What you need to do: Give back exactly the lines of the material below that start at the line containing "# Schema Module" and end at the line containing "both to the", and no others.

Records:
------------------------------------------------------------

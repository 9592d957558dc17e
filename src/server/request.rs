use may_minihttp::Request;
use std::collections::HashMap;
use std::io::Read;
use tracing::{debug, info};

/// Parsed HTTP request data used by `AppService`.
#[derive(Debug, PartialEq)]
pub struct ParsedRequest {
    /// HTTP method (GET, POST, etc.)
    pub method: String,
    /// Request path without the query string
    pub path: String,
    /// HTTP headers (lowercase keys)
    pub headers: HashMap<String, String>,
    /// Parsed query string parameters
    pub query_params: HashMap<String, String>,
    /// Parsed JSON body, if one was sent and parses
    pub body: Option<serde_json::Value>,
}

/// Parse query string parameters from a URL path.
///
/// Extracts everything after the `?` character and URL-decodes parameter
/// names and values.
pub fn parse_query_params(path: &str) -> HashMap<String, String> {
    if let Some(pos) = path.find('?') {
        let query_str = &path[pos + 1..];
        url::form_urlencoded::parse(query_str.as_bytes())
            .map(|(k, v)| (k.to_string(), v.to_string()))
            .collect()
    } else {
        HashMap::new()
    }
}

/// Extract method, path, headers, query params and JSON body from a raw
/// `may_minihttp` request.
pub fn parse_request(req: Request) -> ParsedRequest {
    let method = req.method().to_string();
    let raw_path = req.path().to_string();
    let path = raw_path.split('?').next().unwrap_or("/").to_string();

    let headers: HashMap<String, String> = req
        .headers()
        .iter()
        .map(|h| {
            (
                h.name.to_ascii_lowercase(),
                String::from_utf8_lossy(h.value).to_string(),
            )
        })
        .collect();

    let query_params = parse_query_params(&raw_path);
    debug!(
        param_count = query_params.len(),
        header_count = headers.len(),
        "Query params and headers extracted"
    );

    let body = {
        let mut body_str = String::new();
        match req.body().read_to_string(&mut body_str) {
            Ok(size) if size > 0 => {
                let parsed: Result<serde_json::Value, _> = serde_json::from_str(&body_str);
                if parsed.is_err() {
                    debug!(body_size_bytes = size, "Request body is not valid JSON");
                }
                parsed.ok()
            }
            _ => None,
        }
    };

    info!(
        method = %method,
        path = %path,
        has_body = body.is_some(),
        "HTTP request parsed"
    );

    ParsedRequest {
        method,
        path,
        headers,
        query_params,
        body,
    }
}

------------------------------------------------------------

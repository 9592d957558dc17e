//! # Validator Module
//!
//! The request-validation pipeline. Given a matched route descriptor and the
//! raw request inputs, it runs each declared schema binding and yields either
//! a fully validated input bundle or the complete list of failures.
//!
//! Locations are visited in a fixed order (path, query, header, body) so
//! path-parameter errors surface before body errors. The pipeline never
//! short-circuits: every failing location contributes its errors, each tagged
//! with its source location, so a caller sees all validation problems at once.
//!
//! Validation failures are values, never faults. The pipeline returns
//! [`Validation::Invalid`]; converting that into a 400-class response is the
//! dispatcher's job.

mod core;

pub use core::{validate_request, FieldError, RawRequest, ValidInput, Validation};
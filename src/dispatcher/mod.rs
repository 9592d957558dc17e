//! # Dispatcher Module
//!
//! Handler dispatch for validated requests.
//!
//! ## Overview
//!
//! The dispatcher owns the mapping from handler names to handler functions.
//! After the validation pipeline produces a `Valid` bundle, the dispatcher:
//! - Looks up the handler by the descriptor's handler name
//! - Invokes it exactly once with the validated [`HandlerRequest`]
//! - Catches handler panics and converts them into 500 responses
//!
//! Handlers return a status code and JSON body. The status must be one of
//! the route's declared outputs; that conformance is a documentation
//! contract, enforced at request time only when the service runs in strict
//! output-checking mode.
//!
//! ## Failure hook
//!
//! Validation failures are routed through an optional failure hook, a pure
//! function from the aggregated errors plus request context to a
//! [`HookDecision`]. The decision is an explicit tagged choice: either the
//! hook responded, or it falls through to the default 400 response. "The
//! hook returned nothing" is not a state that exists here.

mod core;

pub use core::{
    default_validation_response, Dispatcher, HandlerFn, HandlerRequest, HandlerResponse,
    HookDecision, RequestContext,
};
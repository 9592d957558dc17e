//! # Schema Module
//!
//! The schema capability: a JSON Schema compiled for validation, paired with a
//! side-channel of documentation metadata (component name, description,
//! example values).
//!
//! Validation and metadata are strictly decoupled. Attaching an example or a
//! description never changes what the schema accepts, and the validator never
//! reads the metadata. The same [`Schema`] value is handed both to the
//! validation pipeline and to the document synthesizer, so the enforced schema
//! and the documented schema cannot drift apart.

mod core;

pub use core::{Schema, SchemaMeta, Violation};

------------------------------------------------------------

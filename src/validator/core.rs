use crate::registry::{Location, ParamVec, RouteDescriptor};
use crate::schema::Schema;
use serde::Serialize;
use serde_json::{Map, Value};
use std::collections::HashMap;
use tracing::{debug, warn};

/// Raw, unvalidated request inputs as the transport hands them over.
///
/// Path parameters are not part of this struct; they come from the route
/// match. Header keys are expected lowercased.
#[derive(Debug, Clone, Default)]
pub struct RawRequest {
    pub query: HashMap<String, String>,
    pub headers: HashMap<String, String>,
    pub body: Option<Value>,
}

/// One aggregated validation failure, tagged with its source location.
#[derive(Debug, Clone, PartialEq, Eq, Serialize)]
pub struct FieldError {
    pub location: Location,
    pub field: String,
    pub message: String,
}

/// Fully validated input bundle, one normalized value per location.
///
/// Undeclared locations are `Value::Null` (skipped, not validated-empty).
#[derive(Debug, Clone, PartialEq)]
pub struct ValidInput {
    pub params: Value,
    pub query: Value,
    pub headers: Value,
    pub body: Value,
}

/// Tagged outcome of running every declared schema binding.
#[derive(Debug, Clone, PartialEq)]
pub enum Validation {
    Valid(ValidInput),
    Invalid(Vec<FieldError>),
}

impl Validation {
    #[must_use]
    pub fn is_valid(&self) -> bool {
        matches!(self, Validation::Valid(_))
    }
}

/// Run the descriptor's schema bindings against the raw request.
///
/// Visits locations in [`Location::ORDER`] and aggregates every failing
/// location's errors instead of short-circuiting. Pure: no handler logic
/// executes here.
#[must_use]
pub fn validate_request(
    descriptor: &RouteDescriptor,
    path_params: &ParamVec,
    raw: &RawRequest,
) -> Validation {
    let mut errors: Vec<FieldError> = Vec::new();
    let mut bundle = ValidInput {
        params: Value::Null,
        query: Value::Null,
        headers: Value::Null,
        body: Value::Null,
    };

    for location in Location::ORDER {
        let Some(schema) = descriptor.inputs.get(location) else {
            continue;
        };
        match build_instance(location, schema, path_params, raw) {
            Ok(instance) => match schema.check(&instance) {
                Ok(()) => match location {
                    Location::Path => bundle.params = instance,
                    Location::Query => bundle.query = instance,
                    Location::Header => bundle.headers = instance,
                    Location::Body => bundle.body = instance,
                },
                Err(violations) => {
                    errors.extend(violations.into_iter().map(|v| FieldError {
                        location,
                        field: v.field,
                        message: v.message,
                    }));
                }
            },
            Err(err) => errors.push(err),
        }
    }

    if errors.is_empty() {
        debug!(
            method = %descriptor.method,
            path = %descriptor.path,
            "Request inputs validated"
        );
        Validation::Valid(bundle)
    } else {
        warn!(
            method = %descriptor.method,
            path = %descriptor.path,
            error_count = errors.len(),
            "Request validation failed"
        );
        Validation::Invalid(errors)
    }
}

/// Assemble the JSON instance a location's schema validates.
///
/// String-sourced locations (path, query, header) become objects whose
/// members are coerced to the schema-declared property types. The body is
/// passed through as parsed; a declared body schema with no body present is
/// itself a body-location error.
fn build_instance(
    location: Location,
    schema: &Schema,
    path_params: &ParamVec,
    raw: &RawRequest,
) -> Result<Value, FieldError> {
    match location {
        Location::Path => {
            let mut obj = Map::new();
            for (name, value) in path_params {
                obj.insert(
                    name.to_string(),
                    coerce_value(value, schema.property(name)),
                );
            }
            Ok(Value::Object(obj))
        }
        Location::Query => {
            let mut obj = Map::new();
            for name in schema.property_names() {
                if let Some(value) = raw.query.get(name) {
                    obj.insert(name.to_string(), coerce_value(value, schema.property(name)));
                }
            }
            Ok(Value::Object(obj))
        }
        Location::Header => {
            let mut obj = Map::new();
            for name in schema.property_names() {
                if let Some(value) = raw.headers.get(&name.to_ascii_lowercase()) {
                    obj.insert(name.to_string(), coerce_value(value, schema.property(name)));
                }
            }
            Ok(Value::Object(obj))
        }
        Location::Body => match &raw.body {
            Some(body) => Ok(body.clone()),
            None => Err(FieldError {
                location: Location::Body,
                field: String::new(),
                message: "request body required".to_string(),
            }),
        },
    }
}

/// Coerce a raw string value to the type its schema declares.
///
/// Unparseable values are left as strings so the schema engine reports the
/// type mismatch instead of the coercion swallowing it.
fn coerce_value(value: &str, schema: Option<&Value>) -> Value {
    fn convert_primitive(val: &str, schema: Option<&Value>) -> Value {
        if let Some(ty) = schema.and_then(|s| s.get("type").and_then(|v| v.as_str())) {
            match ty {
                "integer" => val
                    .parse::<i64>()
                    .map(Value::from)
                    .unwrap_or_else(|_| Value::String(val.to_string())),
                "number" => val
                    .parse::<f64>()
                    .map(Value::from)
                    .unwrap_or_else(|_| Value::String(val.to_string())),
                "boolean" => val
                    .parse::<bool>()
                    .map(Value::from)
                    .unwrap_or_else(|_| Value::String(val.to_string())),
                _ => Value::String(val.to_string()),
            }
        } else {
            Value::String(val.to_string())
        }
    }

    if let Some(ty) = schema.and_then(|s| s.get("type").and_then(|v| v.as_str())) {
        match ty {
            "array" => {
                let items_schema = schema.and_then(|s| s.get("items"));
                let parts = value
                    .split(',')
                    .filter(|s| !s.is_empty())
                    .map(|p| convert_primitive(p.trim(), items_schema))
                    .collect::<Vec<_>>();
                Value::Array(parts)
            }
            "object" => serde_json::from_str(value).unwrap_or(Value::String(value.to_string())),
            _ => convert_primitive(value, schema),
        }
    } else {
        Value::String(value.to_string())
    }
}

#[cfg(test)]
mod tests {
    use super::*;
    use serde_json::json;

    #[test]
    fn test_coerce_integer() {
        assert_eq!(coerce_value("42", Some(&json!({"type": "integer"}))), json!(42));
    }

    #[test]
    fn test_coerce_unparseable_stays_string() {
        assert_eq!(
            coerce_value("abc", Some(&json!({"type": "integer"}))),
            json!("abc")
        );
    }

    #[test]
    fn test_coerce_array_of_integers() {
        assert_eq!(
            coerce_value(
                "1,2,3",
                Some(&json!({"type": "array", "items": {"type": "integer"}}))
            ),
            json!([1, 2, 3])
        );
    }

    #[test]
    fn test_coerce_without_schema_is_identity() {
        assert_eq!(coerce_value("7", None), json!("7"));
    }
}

------------------------------------------------------------

Result below:
//! # Schema Module
//!
//! The schema capability: a JSON Schema compiled for validation, paired with a
//! side-channel of documentation metadata (component name, description,
//! example values).
//!
//! Validation and metadata are strictly decoupled. Attaching an example or a
//! description never changes what the schema accepts, and the validator never
//! reads the metadata. The same [`Schema`] value is handed both to the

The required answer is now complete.